**The data:**

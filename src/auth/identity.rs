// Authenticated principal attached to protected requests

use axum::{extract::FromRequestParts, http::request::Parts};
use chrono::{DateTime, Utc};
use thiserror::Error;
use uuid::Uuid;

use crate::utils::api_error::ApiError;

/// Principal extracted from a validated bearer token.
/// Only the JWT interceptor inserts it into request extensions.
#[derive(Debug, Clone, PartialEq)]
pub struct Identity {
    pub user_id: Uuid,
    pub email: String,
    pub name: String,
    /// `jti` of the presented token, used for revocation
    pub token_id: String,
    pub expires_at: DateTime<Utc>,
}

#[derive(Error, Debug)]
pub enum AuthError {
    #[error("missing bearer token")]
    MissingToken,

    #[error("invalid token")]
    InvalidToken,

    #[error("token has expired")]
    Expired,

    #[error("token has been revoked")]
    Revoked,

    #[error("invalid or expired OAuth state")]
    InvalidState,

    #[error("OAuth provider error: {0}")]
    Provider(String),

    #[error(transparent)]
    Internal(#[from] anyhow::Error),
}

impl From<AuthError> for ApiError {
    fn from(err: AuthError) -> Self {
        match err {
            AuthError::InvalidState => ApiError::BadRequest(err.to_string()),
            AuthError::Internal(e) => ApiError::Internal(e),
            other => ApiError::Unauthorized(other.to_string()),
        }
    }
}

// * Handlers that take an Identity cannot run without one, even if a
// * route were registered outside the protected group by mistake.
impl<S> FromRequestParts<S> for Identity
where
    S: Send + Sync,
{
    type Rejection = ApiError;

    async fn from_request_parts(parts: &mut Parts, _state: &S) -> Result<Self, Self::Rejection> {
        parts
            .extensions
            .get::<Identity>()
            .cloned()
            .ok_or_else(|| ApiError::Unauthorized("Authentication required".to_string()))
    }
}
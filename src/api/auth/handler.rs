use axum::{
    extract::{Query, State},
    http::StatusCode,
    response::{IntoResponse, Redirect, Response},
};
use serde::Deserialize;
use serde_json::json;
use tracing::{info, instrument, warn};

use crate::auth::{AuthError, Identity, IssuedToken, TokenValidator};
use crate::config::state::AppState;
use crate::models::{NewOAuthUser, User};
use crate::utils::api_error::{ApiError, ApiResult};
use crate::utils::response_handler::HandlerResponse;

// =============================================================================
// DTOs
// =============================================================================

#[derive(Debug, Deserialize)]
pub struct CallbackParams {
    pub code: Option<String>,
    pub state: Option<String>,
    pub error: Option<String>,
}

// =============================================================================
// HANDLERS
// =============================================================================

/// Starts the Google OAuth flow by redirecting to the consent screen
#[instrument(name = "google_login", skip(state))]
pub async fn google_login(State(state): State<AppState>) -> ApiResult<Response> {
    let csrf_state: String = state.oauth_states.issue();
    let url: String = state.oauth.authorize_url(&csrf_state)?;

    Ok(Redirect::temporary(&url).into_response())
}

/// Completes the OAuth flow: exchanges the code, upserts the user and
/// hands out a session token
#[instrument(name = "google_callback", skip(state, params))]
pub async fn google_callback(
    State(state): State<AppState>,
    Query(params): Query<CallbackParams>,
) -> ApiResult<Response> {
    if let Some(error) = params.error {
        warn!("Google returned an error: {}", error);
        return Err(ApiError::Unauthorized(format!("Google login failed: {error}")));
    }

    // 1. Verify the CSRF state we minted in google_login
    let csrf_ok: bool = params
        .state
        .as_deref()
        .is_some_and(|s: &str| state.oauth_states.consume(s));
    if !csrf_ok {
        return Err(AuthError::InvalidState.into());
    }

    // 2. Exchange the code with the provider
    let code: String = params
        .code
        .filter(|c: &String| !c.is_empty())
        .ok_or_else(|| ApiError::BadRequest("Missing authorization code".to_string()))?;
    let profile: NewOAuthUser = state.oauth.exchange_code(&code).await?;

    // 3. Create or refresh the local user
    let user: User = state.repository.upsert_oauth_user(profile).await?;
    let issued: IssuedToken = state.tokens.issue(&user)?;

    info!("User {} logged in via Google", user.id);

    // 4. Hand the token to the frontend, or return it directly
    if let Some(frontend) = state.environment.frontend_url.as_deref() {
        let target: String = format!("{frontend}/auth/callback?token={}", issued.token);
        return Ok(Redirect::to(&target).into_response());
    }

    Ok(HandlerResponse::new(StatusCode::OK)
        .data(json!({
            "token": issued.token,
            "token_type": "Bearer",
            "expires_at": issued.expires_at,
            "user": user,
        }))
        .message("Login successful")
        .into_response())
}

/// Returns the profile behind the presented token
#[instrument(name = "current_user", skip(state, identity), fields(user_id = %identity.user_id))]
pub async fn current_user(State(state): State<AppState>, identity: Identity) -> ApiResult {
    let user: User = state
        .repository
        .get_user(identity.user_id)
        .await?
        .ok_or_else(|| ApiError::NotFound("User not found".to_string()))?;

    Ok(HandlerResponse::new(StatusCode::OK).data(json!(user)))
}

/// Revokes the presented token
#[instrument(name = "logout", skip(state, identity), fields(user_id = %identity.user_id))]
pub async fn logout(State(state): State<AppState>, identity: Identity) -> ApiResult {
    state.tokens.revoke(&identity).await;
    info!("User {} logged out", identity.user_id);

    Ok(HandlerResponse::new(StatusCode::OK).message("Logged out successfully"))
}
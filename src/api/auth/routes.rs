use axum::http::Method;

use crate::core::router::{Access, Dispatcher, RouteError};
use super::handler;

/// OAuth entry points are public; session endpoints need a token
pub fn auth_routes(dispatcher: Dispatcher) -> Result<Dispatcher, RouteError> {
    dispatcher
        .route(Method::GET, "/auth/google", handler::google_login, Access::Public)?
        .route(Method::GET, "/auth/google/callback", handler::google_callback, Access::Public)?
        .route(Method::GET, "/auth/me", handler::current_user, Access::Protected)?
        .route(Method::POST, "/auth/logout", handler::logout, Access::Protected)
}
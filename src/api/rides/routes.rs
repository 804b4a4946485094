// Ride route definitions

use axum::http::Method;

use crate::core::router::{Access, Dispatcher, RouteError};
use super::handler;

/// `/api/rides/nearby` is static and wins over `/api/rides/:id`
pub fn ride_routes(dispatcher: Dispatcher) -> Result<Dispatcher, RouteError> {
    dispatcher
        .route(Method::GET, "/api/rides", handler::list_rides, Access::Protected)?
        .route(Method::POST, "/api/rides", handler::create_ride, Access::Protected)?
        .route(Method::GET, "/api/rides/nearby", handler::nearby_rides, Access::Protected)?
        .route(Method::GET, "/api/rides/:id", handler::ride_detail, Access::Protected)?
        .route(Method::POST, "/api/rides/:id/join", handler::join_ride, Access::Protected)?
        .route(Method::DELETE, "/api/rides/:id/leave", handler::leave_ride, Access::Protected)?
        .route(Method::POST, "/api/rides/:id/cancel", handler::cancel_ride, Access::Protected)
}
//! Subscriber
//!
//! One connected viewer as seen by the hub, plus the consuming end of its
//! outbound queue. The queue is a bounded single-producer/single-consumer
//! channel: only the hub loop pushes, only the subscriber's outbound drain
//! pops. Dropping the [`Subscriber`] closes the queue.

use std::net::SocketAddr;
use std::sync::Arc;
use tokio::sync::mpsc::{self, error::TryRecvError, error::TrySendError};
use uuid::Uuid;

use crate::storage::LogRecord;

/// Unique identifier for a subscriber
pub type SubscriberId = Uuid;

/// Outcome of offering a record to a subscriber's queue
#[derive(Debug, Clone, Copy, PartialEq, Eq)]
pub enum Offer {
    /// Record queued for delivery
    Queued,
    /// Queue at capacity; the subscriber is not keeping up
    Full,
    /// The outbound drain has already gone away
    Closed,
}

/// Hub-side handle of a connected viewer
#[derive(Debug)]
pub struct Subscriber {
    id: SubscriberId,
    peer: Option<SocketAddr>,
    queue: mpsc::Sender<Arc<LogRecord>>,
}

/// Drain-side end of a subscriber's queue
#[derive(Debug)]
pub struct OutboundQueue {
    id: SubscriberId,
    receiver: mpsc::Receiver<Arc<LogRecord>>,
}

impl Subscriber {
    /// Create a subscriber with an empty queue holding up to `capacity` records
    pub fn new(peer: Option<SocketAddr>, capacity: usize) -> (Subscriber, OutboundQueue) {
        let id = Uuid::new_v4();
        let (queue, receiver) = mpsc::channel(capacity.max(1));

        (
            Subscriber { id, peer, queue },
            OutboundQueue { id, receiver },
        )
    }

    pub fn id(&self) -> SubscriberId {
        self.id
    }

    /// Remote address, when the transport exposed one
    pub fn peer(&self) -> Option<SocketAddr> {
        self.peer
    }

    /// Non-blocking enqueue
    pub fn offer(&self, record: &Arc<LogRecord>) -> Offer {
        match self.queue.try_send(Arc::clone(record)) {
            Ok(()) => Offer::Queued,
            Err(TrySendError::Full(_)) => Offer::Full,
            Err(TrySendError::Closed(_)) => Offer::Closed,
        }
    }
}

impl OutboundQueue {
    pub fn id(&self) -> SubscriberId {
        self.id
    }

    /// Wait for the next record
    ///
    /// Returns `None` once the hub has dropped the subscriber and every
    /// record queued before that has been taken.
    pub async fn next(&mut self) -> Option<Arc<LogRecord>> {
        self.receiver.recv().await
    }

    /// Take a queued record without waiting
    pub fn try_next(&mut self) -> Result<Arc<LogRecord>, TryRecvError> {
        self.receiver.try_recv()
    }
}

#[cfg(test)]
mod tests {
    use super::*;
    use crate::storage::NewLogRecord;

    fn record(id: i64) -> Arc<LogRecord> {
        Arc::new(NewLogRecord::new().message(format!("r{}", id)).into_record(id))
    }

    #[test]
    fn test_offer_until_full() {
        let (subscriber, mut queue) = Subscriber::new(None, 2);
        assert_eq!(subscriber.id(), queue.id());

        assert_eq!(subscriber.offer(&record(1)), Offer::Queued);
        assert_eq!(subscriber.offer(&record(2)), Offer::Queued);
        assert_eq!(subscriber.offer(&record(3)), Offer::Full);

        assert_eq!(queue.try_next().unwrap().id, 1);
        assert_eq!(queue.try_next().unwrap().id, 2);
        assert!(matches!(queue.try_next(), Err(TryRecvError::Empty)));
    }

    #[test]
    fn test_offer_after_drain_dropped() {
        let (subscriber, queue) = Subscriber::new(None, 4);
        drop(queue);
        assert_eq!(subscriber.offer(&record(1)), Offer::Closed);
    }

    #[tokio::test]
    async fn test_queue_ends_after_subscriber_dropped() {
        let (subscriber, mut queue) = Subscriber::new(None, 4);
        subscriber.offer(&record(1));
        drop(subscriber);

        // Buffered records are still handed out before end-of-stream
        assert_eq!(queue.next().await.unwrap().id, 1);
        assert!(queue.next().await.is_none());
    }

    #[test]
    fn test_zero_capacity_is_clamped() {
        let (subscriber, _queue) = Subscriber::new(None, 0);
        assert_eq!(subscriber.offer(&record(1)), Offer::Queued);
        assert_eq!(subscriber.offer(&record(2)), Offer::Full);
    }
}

**Problem to solve:** Give back exactly the lines of the listing above that run from the line with "validated bearer token." to the line with "fn from(err: AuthError)", inclusive.

**Expected output:**
/// Principal extracted from a validated bearer token.
/// Only the JWT interceptor inserts it into request extensions.
#[derive(Debug, Clone, PartialEq)]
pub struct Identity {
    pub user_id: Uuid,
    pub email: String,
    pub name: String,
    /// `jti` of the presented token, used for revocation
    pub token_id: String,
    pub expires_at: DateTime<Utc>,
}

#[derive(Error, Debug)]
pub enum AuthError {
    #[error("missing bearer token")]
    MissingToken,

    #[error("invalid token")]
    InvalidToken,

    #[error("token has expired")]
    Expired,

    #[error("token has been revoked")]
    Revoked,

    #[error("invalid or expired OAuth state")]
    InvalidState,

    #[error("OAuth provider error: {0}")]
    Provider(String),

    #[error(transparent)]
    Internal(#[from] anyhow::Error),
}

impl From<AuthError> for ApiError {
    fn from(err: AuthError) -> Self {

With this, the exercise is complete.